As far as "the possibility of salvation for all" v "purchased it for all", if He had purchased only a possibility I don't think that fits with His declaration "It is <now and forever, utterly and totally> finished!" If He only purchased a possibility, then the work wasn't truly finished because more remained in order to make that salvation actual for everyone.
τετέλεσται does not leave room for mere potential!
On the other hand, what the early Fathers meant by universal reconciliation is not what most people would guess. Origen's view is perhaps typical, that all suffer in a fire built of our own unrepented sins, which for those not in Christ means every sin they ever committed however small of large, and as one suffers in the flames each and every sin churns to the surface of memory and with it experience -- not just knowledge, but experience! -- of all the pain and suffering that sin caused anyone else, including not just other humans but also every part of nature. This continues so long as the person tries to avoid facing sins; it is only relieved by accepting full responsibility and
welcoming the experiential knowledge -- i.e. the suffering -- of all those who suffered as a result of each sin and cries out to God for relief. Given human stubbornness and tendency to try to avoid responsibility, and given that we sin continuously merely in that as selfish humans our actions are never free of selfishness, one can imagine this suffering to continue for the equivalent of millions of years. It's worth noting that this
equivalent was taken literally in the Roman Catholic scheme of Purgatory such that punishment was reckoned in years of suffering, and from there it was a small step to assuming that this suffering must take place in a location -- one similar to heaven and hell -- and thus what began as a doctrine of purgation became a picture of an actual physical place where people suffered actual physical torment. Yet as some modern theologians have noted, the greatest suffering in such a condition wouldn't be the physical, since the greatest pain we humans endure is not that of the body but of the mind and of the heart, so Purgatory as a place as traditionally envisioned both lacks any kind of foundation anywhere in the scriptures but also lacks the aspect of the worst pain humans can suffer: the torment of the soul.

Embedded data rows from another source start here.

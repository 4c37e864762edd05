#![deny(missing_docs)]

//! # API Reference Page
//!
//! The static HTML shell published next to the enriched document. It loads
//! the document from a relative URL and renders it client-side.

const TEMPLATE: &str = r#"<!doctype html>
<html lang="en">
  <head>
    <meta charset="utf-8" />
    <meta name="viewport" content="width=device-width, initial-scale=1" />
    <title>{{TITLE}}</title>
  </head>
  <body>
    <script id="api-reference" data-url="{{SPEC_URL}}"></script>
    <script src="https://cdn.jsdelivr.net/npm/@scalar/api-reference"></script>
  </body>
</html>
"#;

/// Renders the page for a document served at `spec_url`.
pub fn render_html_shell(title: &str, spec_url: &str) -> String {
    TEMPLATE
        .replace("{{TITLE}}", &escape_html(title))
        .replace("{{SPEC_URL}}", &escape_html(spec_url))
}

fn escape_html(text: &str) -> String {
    text.replace('&', "&amp;")
        .replace('<', "&lt;")
        .replace('>', "&gt;")
        .replace('"', "&quot;")
}
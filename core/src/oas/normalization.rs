#![deny(missing_docs)]

//! # Legacy Schema Normalization
//!
//! Rewrites the schema dialects emitted by the platform into JSON Schema
//! 2020-12. These rewrites are intentionally conservative: only shapes that
//! are known compatibility gaps are touched, everything else is copied.
//!
//! - field lists (`[{name, type, required}]`) become object schemas,
//! - numeric `required` indices become property names,
//! - `nullable: true` becomes a `[type, "null"]` union,
//! - string `minItems` / `maxItems` become numbers,
//! - `values` becomes `enum`.

use serde_json::{json, Map, Value};

/// The recognized shapes of an incoming schema.
#[derive(Debug, Clone, Copy, PartialEq)]
pub enum LegacySchema<'a> {
    /// An array of named field descriptors.
    FieldList(&'a [Value]),
    /// A schema object (possibly carrying legacy keywords).
    Object(&'a Map<String, Value>),
    /// Anything else; returned unchanged.
    Passthrough(&'a Value),
}

impl<'a> LegacySchema<'a> {
    /// Classifies a raw value.
    pub fn classify(value: &'a Value) -> LegacySchema<'a> {
        match value {
            Value::Object(map) => LegacySchema::Object(map),
            Value::Array(items) if items.iter().any(|i| field_name(i).is_some()) => {
                LegacySchema::FieldList(items)
            }
            other => LegacySchema::Passthrough(other),
        }
    }
}

/// Normalizes a schema. Total and pure: unrecognized input is returned as-is.
pub fn normalize(schema: &Value) -> Value {
    match LegacySchema::classify(schema) {
        LegacySchema::FieldList(fields) => normalize_field_list(fields),
        LegacySchema::Object(map) => normalize_object(map),
        LegacySchema::Passthrough(value) => value.clone(),
    }
}

fn field_name(value: &Value) -> Option<&str> {
    value.get("name").and_then(Value::as_str)
}

fn normalize_field_list(fields: &[Value]) -> Value {
    let mut properties = Map::new();
    let mut required = Vec::new();

    for field in fields {
        let (Some(name), Some(map)) = (field_name(field), field.as_object()) else {
            continue;
        };

        if map.get("required").and_then(Value::as_bool) == Some(true) {
            required.push(json!(name));
        }

        let descriptor: Map<String, Value> = map
            .iter()
            .filter(|(k, v)| !(k.as_str() == "name" || (k.as_str() == "required" && v.is_boolean())))
            .map(|(k, v)| (k.clone(), v.clone()))
            .collect();
        properties.insert(name.to_string(), normalize_object(&descriptor));
    }

    let mut out = Map::new();
    out.insert("type".into(), json!("object"));
    out.insert("properties".into(), Value::Object(properties));
    if !required.is_empty() {
        out.insert("required".into(), Value::Array(required));
    }
    Value::Object(out)
}

fn normalize_object(map: &Map<String, Value>) -> Value {
    let has_enum = map.contains_key("enum");
    let nullable_type = match (map.get("nullable"), map.get("type")) {
        (Some(Value::Bool(true)), Some(Value::String(t))) => Some(t.as_str()),
        _ => None,
    };
    let property_names: Vec<&String> = map
        .get("properties")
        .and_then(Value::as_object)
        .map(|props| props.keys().collect())
        .unwrap_or_default();

    let mut out = Map::new();
    for (key, value) in map {
        match key.as_str() {
            "nullable" if nullable_type.is_some() => {}
            "type" if nullable_type.is_some() => {
                let union = match nullable_type {
                    Some("null") | None => json!("null"),
                    Some(t) => json!([t, "null"]),
                };
                out.insert(key.clone(), union);
            }
            "values" if !has_enum => {
                out.insert("enum".into(), value.clone());
            }
            "minItems" | "maxItems" => {
                out.insert(key.clone(), coerce_count(value));
            }
            "required" => {
                if let Some(required) = remap_required(value, &property_names) {
                    out.insert(key.clone(), required);
                }
            }
            "properties" => {
                let normalized = match value {
                    Value::Object(props) => Value::Object(
                        props
                            .iter()
                            .map(|(name, schema)| (name.clone(), normalize(schema)))
                            .collect(),
                    ),
                    other => other.clone(),
                };
                out.insert(key.clone(), normalized);
            }
            "items" => {
                out.insert(key.clone(), normalize(value));
            }
            "additionalProperties" if value.is_object() => {
                out.insert(key.clone(), normalize(value));
            }
            "allOf" | "oneOf" | "anyOf" => {
                let normalized = match value {
                    Value::Array(members) => Value::Array(members.iter().map(normalize).collect()),
                    other => other.clone(),
                };
                out.insert(key.clone(), normalized);
            }
            _ => {
                out.insert(key.clone(), value.clone());
            }
        }
    }
    Value::Object(out)
}

/// Returns the rewritten `required` value, or `None` when it should be omitted.
fn remap_required(value: &Value, property_names: &[&String]) -> Option<Value> {
    let Value::Array(entries) = value else {
        return Some(value.clone());
    };
    if !entries.iter().any(Value::is_number) {
        return Some(value.clone());
    }

    let names: Vec<Value> = entries
        .iter()
        .filter_map(|entry| match entry {
            Value::String(s) => Some(json!(s)),
            Value::Number(n) => n
                .as_u64()
                .and_then(|i| usize::try_from(i).ok())
                .and_then(|i| property_names.get(i))
                .map(|name| json!(name)),
            _ => None,
        })
        .collect();

    (!names.is_empty()).then_some(Value::Array(names))
}

fn coerce_count(value: &Value) -> Value {
    match value {
        Value::String(s) => {
            let trimmed = s.trim();
            trimmed
                .parse::<u64>()
                .map(Value::from)
                .ok()
                .or_else(|| trimmed.parse::<f64>().ok().map(Value::from))
                .unwrap_or_else(|| value.clone())
        }
        other => other.clone(),
    }
}
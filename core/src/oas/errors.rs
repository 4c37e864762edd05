#![deny(missing_docs)]

//! # Standard Error Components
//!
//! The six error envelopes every operation shares. Each is registered once
//! under `components.responses` and `components.schemas`, and operations
//! point at them with `$ref`.

use serde_json::{json, Value};

/// A shared error response.
#[derive(Debug, Clone, Copy, PartialEq, Eq)]
pub struct StandardError {
    /// HTTP status code.
    pub status: &'static str,
    /// Component name.
    pub name: &'static str,
    /// Platform error code carried in `code`.
    pub code: &'static str,
    /// Response description.
    pub description: &'static str,
}

/// The fixed error set, ordered by status code.
pub const STANDARD_ERRORS: [StandardError; 6] = [
    StandardError {
        status: "400",
        name: "BadRequest",
        code: "ERROR_CODE_BAD_REQUEST",
        description: "The request is malformed or failed input validation.",
    },
    StandardError {
        status: "401",
        name: "Unauthorized",
        code: "ERROR_CODE_UNAUTHORIZED",
        description: "Authentication is missing or invalid.",
    },
    StandardError {
        status: "403",
        name: "AccessDenied",
        code: "ERROR_CODE_ACCESS_DENIED",
        description: "The caller is not allowed to perform this operation.",
    },
    StandardError {
        status: "404",
        name: "NotFound",
        code: "ERROR_CODE_NOT_FOUND",
        description: "The requested resource does not exist.",
    },
    StandardError {
        status: "429",
        name: "TooManyRequests",
        code: "ERROR_CODE_TOO_MANY_REQUESTS",
        description: "Rate limit exceeded.",
    },
    StandardError {
        status: "500",
        name: "InternalServerError",
        code: "ERROR_FATAL",
        description: "An unexpected server error occurred.",
    },
];

/// Maximum length of a string `payload`.
pub const PAYLOAD_MAX_LENGTH: u64 = 255;

impl StandardError {
    /// Looks up the error for a status code.
    pub fn for_status(status: &str) -> Option<&'static StandardError> {
        STANDARD_ERRORS.iter().find(|e| e.status == status)
    }

    /// `$ref` to the shared response.
    pub fn response_ref(&self) -> Value {
        json!({ "$ref": format!("#/components/responses/{}", self.name) })
    }

    /// The `components.responses` entry.
    pub fn response(&self) -> Value {
        json!({
            "description": self.description,
            "content": {
                "application/json": {
                    "schema": { "$ref": format!("#/components/schemas/{}", self.name) }
                }
            }
        })
    }

    /// The `components.schemas` entry: `{code, message, payload}`.
    pub fn schema(&self) -> Value {
        json!({
            "type": "object",
            "properties": {
                "code": { "type": "string", "example": self.code },
                "message": { "type": "string" },
                "payload": {
                    "anyOf": [
                        { "type": "string", "maxLength": PAYLOAD_MAX_LENGTH },
                        { "type": "null" },
                        { "type": "object", "additionalProperties": true }
                    ]
                }
            },
            "required": ["code", "message"]
        })
    }
}

#[cfg(test)]
mod tests {
    use super::*;

    #[test]
    fn test_lookup_by_status() {
        assert_eq!(StandardError::for_status("403").unwrap().name, "AccessDenied");
        assert!(StandardError::for_status("418").is_none());
    }

    #[test]
    fn test_schema_shape() {
        let schema = STANDARD_ERRORS[0].schema();
        assert_eq!(schema["properties"]["code"]["example"], "ERROR_CODE_BAD_REQUEST");
        assert_eq!(schema["properties"]["payload"]["anyOf"].as_array().unwrap().len(), 3);
        assert_eq!(
            STANDARD_ERRORS[5].response_ref(),
            json!({ "$ref": "#/components/responses/InternalServerError" })
        );
    }
}
#![deny(missing_docs)]

//! # CLI Errors
//!
//! Failures of the `repo` and `oas` commands. Core errors pass through with
//! their own message.

use derive_more::{Display, From};
use xano_docs_core::AppError;

/// Error of a CLI command.
#[derive(Debug, Display, From)]
pub enum CliError {
    /// Reading the input or writing the output tree failed.
    #[display("IO Error: {}", _0)]
    Io(std::io::Error),

    /// Failure bubbled up from the core library.
    #[display("{}", _0)]
    Core(AppError),

    /// Bad input file or missing setting.
    #[display("Operation failed: {}", _0)]
    General(String),
}

impl std::error::Error for CliError {}

/// Result type alias.
pub type CliResult<T> = Result<T, CliError>;

#[cfg(test)]
mod tests {
    use super::*;

    #[test]
    fn test_core_error_display_is_transparent() {
        let err: CliError = AppError::Fetch("down".into()).into();
        assert_eq!(err.to_string(), "Fetch Error: down");
    }

    #[test]
    fn test_general_from_string() {
        let err: CliError = String::from("nope").into();
        assert_eq!(err.to_string(), "Operation failed: nope");
    }
}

That sort of universal reconciliation includes all those who never heard the Gospel, though there's a twist: some have held that when, as Peter says, Jesus went and preached to the spirits in prison that it wasn't just those who had died previously to the Crucifixion but was in fact all who ever had and ever would die -- making it, in modern terms, an event not on the timeline (or perhaps I should say not on
our timeline, seeing as eternity may certainly have others where events march differently!) -- so that every human who has ever lived and died plus will live and die heard the Gospel from the Word Himself, thus providing a foundation for this deliverance from eternal suffering. This was assessed as being just because each person's 'time' in torment ends up being determined
by that person, a form of sentencing difficult to fault. A verse that was referenced in this connection is Jesus' statement that "Truly I tell you, you will not get out until you have
paid the last penny". [On a personal level, one reason I like this position is that it solves the Roman Catholic conundrum of what happens to a Christian who dies in a state of "mortal sin": it becomes no different from dying in any other state; we can (and will) be purified beyond the grave and made one with our Lord.]
At root the question of limited atonement come down to Christology -- though I will note in passing that a good OCA Orthodox priest friend once expounded on a major facet of Orthodox theology, namely that answering any question that is actually theological must begin by asking , "Who is Jesus?", in which case everything is about christology! If Christ is Savior, He must be Redeemer; if Redeemer, He must be fully God and fully Man; and if He is fully God and fully Man then it is not possible for atonement to be other than universal -- in other words, to say that Christ didn't die for everyone is to say that He is either not fully God or not fully Man (or both), which is to say that He is no Redeemer, and if He is no Redeemer then he is no Savior. If (and I think of that little Greek particle εἰ, which means both "if" and "since") He is Savior, then He is Savior of all.